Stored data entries
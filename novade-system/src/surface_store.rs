//! Per-surface metadata storage.
//!
//! Grounded on `window_mechanics::manager::WindowManager` (a
//! `HashMap<WindowId, WindowInfo>` alongside a parallel
//! `HashMap<WorkspaceId, WorkspaceInfo>`) and `window_mechanics::data_types`'s
//! `WindowInfo`/`WorkspaceInfo` structs. The session/workspace split there
//! maps onto surface/session here; the engine is the single owner of every
//! `SurfaceInfo` record, and parent/child links are weak (by id, looked up
//! through the store) to keep the ownership tree acyclic by construction.

use std::collections::HashMap;

use bitflags::bitflags;
use tracing::{debug, warn};

use crate::error::EngineError;
use crate::geometry::{Global, Local, Point, Rectangle, Size};
use crate::ids::{OutputId, SessionId, SurfaceId};

/// The kind of surface, governing focusability and parent requirements.
#[derive(Debug, Clone, Copy, PartialEq, Eq, Hash)]
pub enum SurfaceType {
    Normal,
    Utility,
    Dialog,
    Gloss,
    Freestyle,
    Menu,
    InputMethod,
    Satellite,
    Tip,
    Decoration,
}

impl SurfaceType {
    /// Invariant 2/3 (§3): satellite-like types require a parent; top-level
    /// types forbid one.
    pub fn requires_parent(self) -> bool {
        matches!(self, SurfaceType::Gloss | SurfaceType::Satellite | SurfaceType::Tip)
    }

    pub fn forbids_parent(self) -> bool {
        matches!(self, SurfaceType::Normal | SurfaceType::Utility)
    }

    /// §4.7: these types are never focusable; selecting one delegates to
    /// its parent.
    pub fn is_never_focusable(self) -> bool {
        matches!(self, SurfaceType::Gloss | SurfaceType::Tip | SurfaceType::Decoration)
    }

    /// §4.5 rule 7: whether a titlebar should be allocated for this type.
    pub fn wants_titlebar(self) -> bool {
        matches!(self, SurfaceType::Normal | SurfaceType::Utility | SurfaceType::Dialog)
    }
}

/// Logical window state (§4.6).
#[derive(Debug, Clone, Copy, PartialEq, Eq, Hash)]
pub enum SurfaceState {
    Restored,
    Maximised,
    VertMaximised,
    HorizMaximised,
    Fullscreen,
    Minimised,
    Hidden,
    Attached,
}

impl SurfaceState {
    pub fn is_visible(self) -> bool {
        !matches!(self, SurfaceState::Hidden | SurfaceState::Minimised)
    }

    /// §4.9: maximised/fullscreen surfaces cannot be moved or resized by a
    /// gesture; vert-/horiz-maximised surfaces freeze the constrained axis.
    pub fn is_movable(self) -> bool {
        !matches!(self, SurfaceState::Maximised | SurfaceState::Fullscreen | SurfaceState::Attached)
    }

    pub fn is_resizable(self) -> bool {
        !matches!(self, SurfaceState::Maximised | SurfaceState::Fullscreen | SurfaceState::Attached)
    }
}

/// Whether focus may land on a surface, and if so under what exclusivity.
#[derive(Debug, Clone, Copy, PartialEq, Eq, Hash)]
pub enum FocusMode {
    Focusable,
    Disabled,
    Grabbing,
}

/// Coarse stacking band (§3).
#[derive(Debug, Clone, Copy, PartialEq, Eq, Hash, PartialOrd, Ord)]
pub enum DepthLayer {
    Background,
    Below,
    Application,
    AlwaysOnTop,
    Above,
    Overlay,
}

bitflags! {
    /// Edges a surface is pinned to when `state == Attached`, and the edges
    /// an edge-attachment placement request targets.
    #[derive(Debug, Clone, Copy, PartialEq, Eq, Hash)]
    pub struct Edges: u8 {
        const NORTH = 0b0001;
        const SOUTH = 0b0010;
        const EAST  = 0b0100;
        const WEST  = 0b1000;
    }
}

/// Resize/aspect constraints carried on a surface, consulted every gesture
/// frame (§4.9) and by `request-move`/`request-resize` geometry derivation.
#[derive(Debug, Clone, Copy, PartialEq, Eq)]
pub struct SizeConstraints {
    pub min_width: i32,
    pub min_height: i32,
    pub max_width: Option<i32>,
    pub max_height: Option<i32>,
    pub width_inc: i32,
    pub height_inc: i32,
}

impl Default for SizeConstraints {
    fn default() -> Self {
        SizeConstraints {
            min_width: 1,
            min_height: 1,
            max_width: None,
            max_height: None,
            width_inc: 1,
            height_inc: 1,
        }
    }
}

impl SizeConstraints {
    pub fn clamp(&self, size: Size<Global>) -> Size<Global> {
        let mut width = size.width.max(self.min_width);
        let mut height = size.height.max(self.min_height);
        if let Some(max_width) = self.max_width {
            width = width.min(max_width);
        }
        if let Some(max_height) = self.max_height {
            height = height.min(max_height);
        }
        Size::new(width, height)
    }
}

/// Per-surface metadata (§3).
#[derive(Debug, Clone)]
pub struct SurfaceInfo {
    pub id: SurfaceId,
    pub session: SessionId,
    pub surface_type: SurfaceType,
    pub state: SurfaceState,
    pub restore_rect: Rectangle<Global>,
    pub top_left: Point<Global>,
    pub size: Size<Global>,
    pub constraints: SizeConstraints,
    pub parent: Option<SurfaceId>,
    pub children: Vec<SurfaceId>,
    pub output_id: Option<OutputId>,
    pub depth_layer: DepthLayer,
    pub attached_edges: Edges,
    pub exclusive_rect: Option<Rectangle<Local>>,
    pub focus_mode: FocusMode,
    pub titlebar: Option<SurfaceId>,
    pub is_titlebar: bool,
    /// Visibility prior to being hidden by a fullscreen occupant (§4.6);
    /// restored when the fullscreen surface on that output goes away.
    pub pre_fullscreen_hide_state: Option<SurfaceState>,
}

impl SurfaceInfo {
    pub fn rect(&self) -> Rectangle<Global> {
        Rectangle::new(self.top_left, self.size)
    }

    pub fn new(id: SurfaceId, session: SessionId, surface_type: SurfaceType, rect: Rectangle<Global>) -> Self {
        SurfaceInfo {
            id,
            session,
            surface_type,
            state: SurfaceState::Restored,
            restore_rect: rect,
            top_left: rect.top_left,
            size: rect.size,
            constraints: SizeConstraints::default(),
            parent: None,
            children: Vec::new(),
            output_id: None,
            depth_layer: DepthLayer::Application,
            attached_edges: Edges::empty(),
            exclusive_rect: None,
            focus_mode: FocusMode::Focusable,
            titlebar: None,
            is_titlebar: false,
            pre_fullscreen_hide_state: None,
        }
    }
}

/// Per-client bookkeeping: surface count and focus order, mirroring
/// `window_mechanics::data_types::WorkspaceInfo`'s role alongside
/// `WindowInfo`.
#[derive(Debug, Clone, Default)]
pub struct SessionInfo {
    pub surfaces: Vec<SurfaceId>,
    pub default_surface: Option<SurfaceId>,
}

/// Owns every known `SurfaceInfo` and `SessionInfo`.
#[derive(Debug, Default)]
pub struct SurfaceInfoStore {
    surfaces: HashMap<SurfaceId, SurfaceInfo>,
    sessions: HashMap<SessionId, SessionInfo>,
}

impl SurfaceInfoStore {
    pub fn new() -> Self {
        Self::default()
    }

    pub fn emplace(&mut self, info: SurfaceInfo) -> Result<(), EngineError> {
        if info.surface_type.requires_parent() && info.parent.is_none() {
            return Err(EngineError::InconsistentSpec(format!(
                "{:?} surface {} requires a parent",
                info.surface_type, info.id
            )));
        }
        if info.surface_type.forbids_parent() && info.parent.is_some() {
            return Err(EngineError::InconsistentSpec(format!(
                "{:?} surface {} must not have a parent",
                info.surface_type, info.id
            )));
        }
        if info.parent == Some(info.id) {
            return Err(EngineError::InconsistentSpec(format!("surface {} cannot parent itself", info.id)));
        }

        let session = self.sessions.entry(info.session).or_default();
        session.surfaces.push(info.id);
        if session.default_surface.is_none() {
            session.default_surface = Some(info.id);
        }

        let mut info = info;
        if let Some(parent_id) = info.parent {
            if let Some(parent) = self.surfaces.get_mut(&parent_id) {
                parent.children.push(info.id);
                // Invariant 6 (§3): a child left at the default layer inherits
                // its parent's; an explicit non-default layer is preserved.
                if info.depth_layer == DepthLayer::Application {
                    info.depth_layer = parent.depth_layer;
                }
            } else {
                warn!("surface {} references unknown parent {}", info.id, parent_id);
            }
        }

        debug!("storing surface {} (type {:?})", info.id, info.surface_type);
        self.surfaces.insert(info.id, info);
        Ok(())
    }

    pub fn info_for(&self, id: SurfaceId) -> Option<&SurfaceInfo> {
        self.surfaces.get(&id)
    }

    pub fn info_for_mut(&mut self, id: SurfaceId) -> Option<&mut SurfaceInfo> {
        self.surfaces.get_mut(&id)
    }

    pub fn session_info(&self, id: SessionId) -> Option<&SessionInfo> {
        self.sessions.get(&id)
    }

    pub fn iter(&self) -> impl Iterator<Item = &SurfaceInfo> {
        self.surfaces.values()
    }

    /// Removes a surface, unlinking it from its parent's children and from
    /// its session. Lost-child errors during unlink are logged and do not
    /// abort the removal (§7).
    pub fn forget(&mut self, id: SurfaceId) -> Option<SurfaceInfo> {
        let removed = self.surfaces.remove(&id)?;

        if let Some(parent_id) = removed.parent {
            match self.surfaces.get_mut(&parent_id) {
                Some(parent) => parent.children.retain(|c| *c != id),
                None => warn!("surface {} had unknown parent {} on removal", id, parent_id),
            }
        }
        for child_id in &removed.children {
            match self.surfaces.get_mut(child_id) {
                Some(child) => child.parent = None,
                None => warn!("surface {} had unknown child {} on removal", id, child_id),
            }
        }

        if let Some(session) = self.sessions.get_mut(&removed.session) {
            session.surfaces.retain(|s| *s != id);
            if session.default_surface == Some(id) {
                session.default_surface = session.surfaces.first().copied();
            }
        }

        debug!("forgetting surface {}", id);
        Some(removed)
    }

    /// Removes every surface belonging to `session`, per "session end
    /// destroys all its surfaces" (§3 Lifecycle).
    pub fn end_session(&mut self, session: SessionId) -> Vec<SurfaceInfo> {
        let ids: Vec<SurfaceId> = self
            .sessions
            .get(&session)
            .map(|s| s.surfaces.clone())
            .unwrap_or_default();
        let removed: Vec<SurfaceInfo> = ids.into_iter().filter_map(|id| self.forget(id)).collect();
        self.sessions.remove(&session);
        removed
    }

    /// Invariant 1 (§8): parent chain is acyclic and within the configured
    /// depth bound.
    pub fn parent_chain_depth(&self, start: SurfaceId, max_depth: usize) -> Option<usize> {
        let mut current = start;
        let mut seen = std::collections::HashSet::new();
        let mut depth = 0;
        while let Some(info) = self.surfaces.get(&current) {
            if !seen.insert(current) {
                return None;
            }
            match info.parent {
                Some(parent) => {
                    current = parent;
                    depth += 1;
                    if depth > max_depth {
                        return None;
                    }
                }
                None => return Some(depth),
            }
        }
        Some(depth)
    }
}
#[cfg(test)]
mod tests {
    use super::*;
    use tempfile::TempDir;
    // Note: CoreError is already imported at the module level, so no need for `use crate::error::CoreError` here.
    
    #[test]
    fn test_ensure_directory_exists_new() {
        let temp_dir = TempDir::new().unwrap();
        let test_dir = temp_dir.path().join("test_dir");
        
        assert!(!test_dir.exists());
        
        let result = ensure_directory_exists(&test_dir);
        assert!(result.is_ok(), "Expected Ok, got {:?}", result.err());
        assert!(test_dir.exists());
        assert!(test_dir.is_dir());
    }
    
    #[test]
    fn test_ensure_directory_exists_existing() {
        let temp_dir = TempDir::new().unwrap();
        
        assert!(temp_dir.path().exists());
        assert!(temp_dir.path().is_dir());
        
        let result = ensure_directory_exists(temp_dir.path());
        assert!(result.is_ok(), "Expected Ok for existing dir, got {:?}", result.err());
    }
    
    #[test]
    fn test_ensure_directory_exists_file() {
        let temp_dir = TempDir::new().unwrap();
        let test_file_path = temp_dir.path().join("test_file");
        
        fs::write(&test_file_path, "test").unwrap();
        
        assert!(test_file_path.exists());
        assert!(!test_file_path.is_dir());
        
        let result = ensure_directory_exists(&test_file_path);
        assert!(result.is_err());
        match result {
            Err(CoreError::Filesystem { message, path, source }) => {
                assert!(message.contains("exists but is not a directory"));
                assert_eq!(path, test_file_path);
                assert_eq!(source.kind(), io::ErrorKind::AlreadyExists);
            },
            Ok(_) => panic!("Expected CoreError::Filesystem, got Ok"),
            Err(e) => panic!("Expected CoreError::Filesystem, got {:?}", e),
        }
    }
    
    #[test]
    fn test_read_file_to_string() {
        let temp_dir = TempDir::new().unwrap();
        let test_file = temp_dir.path().join("test_file");
        
        let content = "Hello, world!";
        fs::write(&test_file, content).unwrap();
        
        let result = read_file_to_string(&test_file);
        assert!(result.is_ok(), "Expected Ok, got {:?}", result.err());
        assert_eq!(result.unwrap(), content);
    }
    
    #[test]
    fn test_read_file_to_string_nonexistent() {
        let temp_dir = TempDir::new().unwrap();
        let test_file_path = temp_dir.path().join("nonexistent");
        
        let result = read_file_to_string(&test_file_path);
        assert!(result.is_err());
        match result {
            Err(CoreError::Filesystem { message, path, source }) => {
                assert!(message.contains("Failed to read file"));
                assert_eq!(path, test_file_path);
                assert_eq!(source.kind(), io::ErrorKind::NotFound);
            },
            Ok(_) => panic!("Expected CoreError::Filesystem for non-existent file, got Ok"),
            Err(e) => panic!("Expected CoreError::Filesystem, got {:?}", e),
        }
    }
    
    #[test]
    fn test_write_string_to_file() {
        let temp_dir = TempDir::new().unwrap();
        let test_file = temp_dir.path().join("test_file.txt");
        
        let content = "Hello, NovaDE!";
        let result = write_string_to_file(&test_file, content, false);
        
        assert!(result.is_ok(), "Expected Ok, got {:?}", result.err());
        assert!(test_file.exists());
        
        let read_content = std::fs::read_to_string(&test_file).unwrap();
        assert_eq!(read_content, content);
    }
    
    #[test]
    fn test_write_string_to_file_create_dirs() {
        let temp_dir = TempDir::new().unwrap();
        let test_file = temp_dir.path().join("new_subdir").join("test_file.txt");
        
        assert!(!test_file.parent().unwrap().exists());
        
        let content = "NovaDE rocks!";
        let result = write_string_to_file(&test_file, content, true);
        
        assert!(result.is_ok(), "Expected Ok, got {:?}", result.err());
        assert!(test_file.parent().unwrap().exists());
        assert!(test_file.exists());
        
        let read_content = std::fs::read_to_string(&test_file).unwrap();
        assert_eq!(read_content, content);
    }

    #[test]
    fn test_write_string_to_file_permission_denied() {
        // This test requires creating a read-only directory or file, which is platform-dependent.
        // For simplicity, we'll simulate a failure by trying to write to a path that's likely problematic.
        // This test is more of a conceptual check for error mapping.
        // On Unix, creating a directory and then trying to write to it as a file.
        let temp_dir = TempDir::new().unwrap();
        let dir_as_file_path = temp_dir.path().join("iamadirectory");
        std::fs::create_dir(&dir_as_file_path).unwrap();

        let result = write_string_to_file(&dir_as_file_path, "test", false);
        assert!(result.is_err());
        match result {
            Err(CoreError::Filesystem { message, path, source: _ }) => {
                assert!(message.contains("Failed to create file for writing"));
                assert_eq!(path, dir_as_file_path);
            },
            _ => panic!("Expected CoreError::Filesystem"),
        }
    }
    
    #[test]
    fn test_copy_file() {
        let temp_dir = TempDir::new().unwrap();
        let src_file = temp_dir.path().join("source.txt");
        let dst_file = temp_dir.path().join("destination.txt");
        
        let content = "Copy me!";
        std::fs::write(&src_file, content).unwrap();
        
        let result = copy_file(&src_file, &dst_file, false);
        
        assert!(result.is_ok(), "Expected Ok, got {:?}", result.err());
        assert!(dst_file.exists());
        
        let read_content = std::fs::read_to_string(&dst_file).unwrap();
        assert_eq!(read_content, content);
    }
    
    #[test]
    fn test_copy_file_create_dirs() {
        let temp_dir = TempDir::new().unwrap();
        let src_file = temp_dir.path().join("source_cd.txt");
        let dst_file = temp_dir.path().join("new_dir_for_copy").join("destination_cd.txt");
        
        let content = "Copy me with dirs!";
        std::fs::write(&src_file, content).unwrap();
        
        assert!(!dst_file.parent().unwrap().exists());
        
        let result = copy_file(&src_file, &dst_file, true);
        
        assert!(result.is_ok(), "Expected Ok, got {:?}", result.err());
        assert!(dst_file.parent().unwrap().exists());
        assert!(dst_file.exists());
        
        let read_content = std::fs::read_to_string(&dst_file).unwrap();
        assert_eq!(read_content, content);
    }

    #[test]
    fn test_copy_file_src_not_exists() {
        let temp_dir = TempDir::new().unwrap();
        let src_file = temp_dir.path().join("non_existent_source.txt");
        let dst_file = temp_dir.path().join("destination_ne.txt");

        let result = copy_file(&src_file, &dst_file, false);
        assert!(result.is_err());
        match result {
            Err(CoreError::Filesystem { message, path, source }) => {
                assert!(message.contains("Failed to copy file"));
                assert_eq!(path, dst_file); // dst_path is used as primary path in error
                assert_eq!(source.kind(), io::ErrorKind::NotFound);
            },
            _ => panic!("Expected CoreError::Filesystem for source not found"),
        }
    }
    
    #[test]
    fn test_get_all_files() {
        let temp_dir = TempDir::new().unwrap();
        let file1 = temp_dir.path().join("file1");
        let subdir = temp_dir.path().join("subdir");
        let file2 = subdir.join("file2");
        
        fs::write(&file1, "file1").unwrap();
        fs::create_dir(&subdir).unwrap();
        fs::write(&file2, "file2").unwrap();
        
        let result = get_all_files(temp_dir.path());
        
        assert!(result.is_ok());
        
        let files = result.unwrap();
        assert_eq!(files.len(), 2);
        
        let file_paths: Vec<String> = files
            .iter()
            .map(|p| p.file_name().unwrap().to_string_lossy().to_string())
            .collect();
        
        assert!(file_paths.contains(&"file1".to_string()));
        assert!(file_paths.contains(&"file2".to_string()));
    }
    
    #[test]
    fn test_get_file_extension() {
        assert_eq!(get_file_extension("file.txt"), Some("txt".to_string()));
        assert_eq!(get_file_extension("file.tar.gz"), Some("gz".to_string()));
        assert_eq!(get_file_extension("file"), None);
        assert_eq!(get_file_extension(".hidden"), None);
    }
    
    #[test]
    fn test_get_file_stem() {
        assert_eq!(get_file_stem("file.txt"), Some("file".to_string()));
        assert_eq!(get_file_stem("file.tar.gz"), Some("file.tar".to_string()));
        assert_eq!(get_file_stem("file"), Some("file".to_string()));
        assert_eq!(get_file_stem(".hidden"), Some(".hidden".to_string()));
    }
}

Work order: Among the lines above, tally those containing the string "seen" and give only the result.

Reply to the exercise: 2